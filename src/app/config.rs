use crate::parser::MatcherOptions;
use crate::sender::ClientConfig;
use clap::{Parser, ValueEnum};
use serde::{Deserialize, Serialize};
use std::path::{Path, PathBuf};
use std::time::Duration;
use thiserror::Error;
use url::Url;

#[derive(Error, Debug)]
pub enum ConfigError {
    #[error("Invalid URL: {0}")]
    InvalidUrl(String),
    #[error("Invalid configuration: {0}")]
    InvalidConfig(String),
    #[error("File error: {0}")]
    FileError(#[from] std::io::Error),
    #[error("Parse error: {0}")]
    ParseError(#[from] toml::de::Error),
}

#[derive(Debug, Clone, Copy, PartialEq, Eq, Default, ValueEnum, Serialize, Deserialize)]
#[serde(rename_all = "lowercase")]
pub enum LogLevel {
    Error,
    Warn,
    #[default]
    Info,
    Debug,
    Trace,
}

impl LogLevel {
    pub fn as_str(&self) -> &'static str {
        match self {
            LogLevel::Error => "error",
            LogLevel::Warn => "warn",
            LogLevel::Info => "info",
            LogLevel::Debug => "debug",
            LogLevel::Trace => "trace",
        }
    }
}

impl From<LogLevel> for tracing::Level {
    fn from(level: LogLevel) -> Self {
        match level {
            LogLevel::Error => tracing::Level::ERROR,
            LogLevel::Warn => tracing::Level::WARN,
            LogLevel::Info => tracing::Level::INFO,
            LogLevel::Debug => tracing::Level::DEBUG,
            LogLevel::Trace => tracing::Level::TRACE,
        }
    }
}

/// Output form of the forwarder's own diagnostics.
#[derive(Debug, Clone, Copy, PartialEq, Eq, Default, ValueEnum, Serialize, Deserialize)]
#[serde(rename_all = "lowercase")]
pub enum LogFormat {
    /// Compact human-readable lines
    #[default]
    Text,
    /// One JSON object per line
    Json,
}

#[derive(Parser, Debug, Clone, Serialize, Deserialize)]
#[command(author, version, about, long_about = None)]
#[serde(default)]
pub struct Config {
    /// Dataset the normalized events are ingested into
    #[arg(long, env = "AXIOM_DATASET", default_value = "")]
    pub dataset: String,

    /// Ingest API base URL
    #[arg(long, env = "AXIOM_URL", default_value = "https://api.axiom.co")]
    pub url: String,

    /// API token sent as a bearer credential
    #[arg(long, env = "AXIOM_TOKEN", hide_env_values = true)]
    pub token: Option<String>,

    /// Organization ID, required for personal tokens
    #[arg(long, env = "AXIOM_ORG_ID")]
    pub org_id: Option<String>,

    /// Log level
    #[arg(long, env = "LOG_LEVEL", default_value = "info", ignore_case = true)]
    pub log_level: LogLevel,

    /// Log output format
    #[arg(long, env = "LOG_FORMAT", default_value = "text", ignore_case = true)]
    pub log_format: LogFormat,

    /// Gzip request bodies
    #[arg(long, env = "ENABLE_COMPRESSION")]
    pub enable_compression: bool,

    /// Ingest request timeout in seconds
    #[arg(long, env = "REQUEST_TIMEOUT_SECS", default_value = "30")]
    pub request_timeout_secs: u64,

    /// Levels of nested JSON kept structured (unlimited when unset)
    #[arg(long, env = "JSON_MAX_DEPTH")]
    pub json_max_depth: Option<u8>,

    /// Configuration file path (optional)
    #[arg(long, env = "CONFIG_FILE")]
    pub config_file: Option<PathBuf>,

    /// Derived fields (not CLI arguments)
    #[serde(skip)]
    #[arg(skip)]
    pub request_timeout: Duration,
}

impl Default for Config {
    fn default() -> Self {
        Self {
            dataset: String::new(),
            url: "https://api.axiom.co".to_string(),
            token: None,
            org_id: None,
            log_level: LogLevel::Info,
            log_format: LogFormat::Text,
            enable_compression: false,
            request_timeout_secs: 30,
            json_max_depth: None,
            config_file: None,
            request_timeout: Duration::from_secs(30),
        }
    }
}

impl Config {
    pub fn from_args<I, T>(args: I) -> Result<Self, ConfigError>
    where
        I: IntoIterator<Item = T>,
        T: Into<std::ffi::OsString> + Clone,
    {
        let mut config = Config::parse_from(args);
        config.post_process()?;
        config.validate()?;
        Ok(config)
    }

    /// Parse CLI/env, then swap in the config file when one is named.
    pub fn load<I, T>(args: I) -> Result<Self, ConfigError>
    where
        I: IntoIterator<Item = T>,
        T: Into<std::ffi::OsString> + Clone,
    {
        let mut config = Config::parse_from(args);
        if let Some(path) = config.config_file.take() {
            return Self::from_file(path);
        }
        config.post_process()?;
        config.validate()?;
        Ok(config)
    }

    pub fn from_file<P: AsRef<Path>>(path: P) -> Result<Self, ConfigError> {
        let content = std::fs::read_to_string(path)?;
        let mut config: Config = toml::from_str(&content)?;
        config.post_process()?;
        config.validate()?;
        Ok(config)
    }

    pub fn post_process(&mut self) -> Result<(), ConfigError> {
        self.dataset = self.dataset.trim().to_string();
        self.request_timeout = Duration::from_secs(self.request_timeout_secs);
        Ok(())
    }

    pub fn validate(&self) -> Result<(), ConfigError> {
        if self.dataset.is_empty() {
            return Err(ConfigError::InvalidConfig(
                "Dataset must be set (--dataset or AXIOM_DATASET)".to_string(),
            ));
        }

        let url = Url::parse(&self.url)
            .map_err(|e| ConfigError::InvalidUrl(format!("Invalid URL '{}': {}", self.url, e)))?;
        if !matches!(url.scheme(), "http" | "https") {
            return Err(ConfigError::InvalidUrl(format!(
                "Unsupported scheme '{}' in '{}'",
                url.scheme(),
                self.url
            )));
        }

        if self.request_timeout_secs == 0 {
            return Err(ConfigError::InvalidConfig(
                "Request timeout must be greater than 0".to_string(),
            ));
        }

        if self.json_max_depth == Some(0) {
            return Err(ConfigError::InvalidConfig(
                "JSON max depth must be greater than 0 when set".to_string(),
            ));
        }

        Ok(())
    }

    pub fn client_config(&self) -> ClientConfig {
        ClientConfig {
            url: self.url.clone(),
            token: self.token.clone(),
            org_id: self.org_id.clone(),
            timeout: self.request_timeout,
            enable_compression: self.enable_compression,
            ..ClientConfig::default()
        }
    }

    pub fn matcher_options(&self) -> MatcherOptions {
        MatcherOptions {
            max_json_depth: self.json_max_depth,
        }
    }
}

#[cfg(test)]
mod tests {
    use super::*;

    fn valid() -> Config {
        Config {
            dataset: "cloudwatch".to_string(),
            ..Config::default()
        }
    }

    #[test]
    fn test_default_config_needs_dataset() {
        assert!(matches!(
            Config::default().validate(),
            Err(ConfigError::InvalidConfig(_))
        ));
        assert!(valid().validate().is_ok());
    }

    #[test]
    fn test_url_scheme_is_checked() {
        let config = Config {
            url: "ftp://example.com".to_string(),
            ..valid()
        };
        assert!(matches!(config.validate(), Err(ConfigError::InvalidUrl(_))));

        let config = Config {
            url: "not a url".to_string(),
            ..valid()
        };
        assert!(matches!(config.validate(), Err(ConfigError::InvalidUrl(_))));
    }

    #[test]
    fn test_zero_limits_are_rejected() {
        let config = Config {
            request_timeout_secs: 0,
            ..valid()
        };
        assert!(config.validate().is_err());

        let config = Config {
            json_max_depth: Some(0),
            ..valid()
        };
        assert!(config.validate().is_err());
    }

    #[test]
    fn test_from_args() {
        let config = Config::from_args([
            "cloudwatch-log-forwarder",
            "--dataset",
            "  logs ",
            "--org-id",
            "acme",
            "--enable-compression",
            "--request-timeout-secs",
            "5",
            "--json-max-depth",
            "2",
            "--log-format",
            "json",
        ])
        .unwrap();

        assert_eq!(config.dataset, "logs");
        assert_eq!(config.org_id.as_deref(), Some("acme"));
        assert_eq!(config.request_timeout, Duration::from_secs(5));
        assert_eq!(config.log_format, LogFormat::Json);
        assert_eq!(config.matcher_options().max_json_depth, Some(2));

        let client = config.client_config();
        assert!(client.enable_compression);
        assert_eq!(client.timeout, Duration::from_secs(5));
        assert_eq!(client.org_id.as_deref(), Some("acme"));
    }

    #[test]
    fn test_log_level_conversion() {
        assert_eq!(tracing::Level::from(LogLevel::Warn), tracing::Level::WARN);
        assert_eq!(LogLevel::Debug.as_str(), "debug");
    }
}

◆ To do
Your answer should hold every line of the entries that contains the string "true".

◆ Your solution
    #[arg(long, env = "AXIOM_TOKEN", hide_env_values = true)]
    #[arg(long, env = "LOG_LEVEL", default_value = "info", ignore_case = true)]
    #[arg(long, env = "LOG_FORMAT", default_value = "text", ignore_case = true)]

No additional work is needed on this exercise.